Stored items:
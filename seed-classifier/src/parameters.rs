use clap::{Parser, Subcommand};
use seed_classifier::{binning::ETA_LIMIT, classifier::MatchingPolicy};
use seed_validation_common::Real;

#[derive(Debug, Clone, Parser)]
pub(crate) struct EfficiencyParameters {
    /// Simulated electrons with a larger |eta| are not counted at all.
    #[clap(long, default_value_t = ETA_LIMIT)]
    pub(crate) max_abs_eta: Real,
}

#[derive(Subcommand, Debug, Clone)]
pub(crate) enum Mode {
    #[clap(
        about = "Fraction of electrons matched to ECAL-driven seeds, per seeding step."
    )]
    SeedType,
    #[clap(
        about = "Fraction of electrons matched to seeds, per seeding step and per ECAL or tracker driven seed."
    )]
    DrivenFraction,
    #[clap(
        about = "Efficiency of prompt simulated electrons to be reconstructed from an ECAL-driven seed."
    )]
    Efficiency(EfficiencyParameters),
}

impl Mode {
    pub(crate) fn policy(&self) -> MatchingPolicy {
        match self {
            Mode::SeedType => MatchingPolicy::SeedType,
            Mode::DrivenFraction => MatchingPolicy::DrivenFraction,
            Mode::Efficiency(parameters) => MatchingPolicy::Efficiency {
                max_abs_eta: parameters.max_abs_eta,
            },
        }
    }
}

*ACTION ITEM*
Scan the entries for the word "MatchingPolicy". Report each line that has it.

*SOLUTION*
use seed_classifier::{binning::ETA_LIMIT, classifier::MatchingPolicy};
    pub(crate) fn policy(&self) -> MatchingPolicy {
            Mode::SeedType => MatchingPolicy::SeedType,
            Mode::DrivenFraction => MatchingPolicy::DrivenFraction,
            Mode::Efficiency(parameters) => MatchingPolicy::Efficiency {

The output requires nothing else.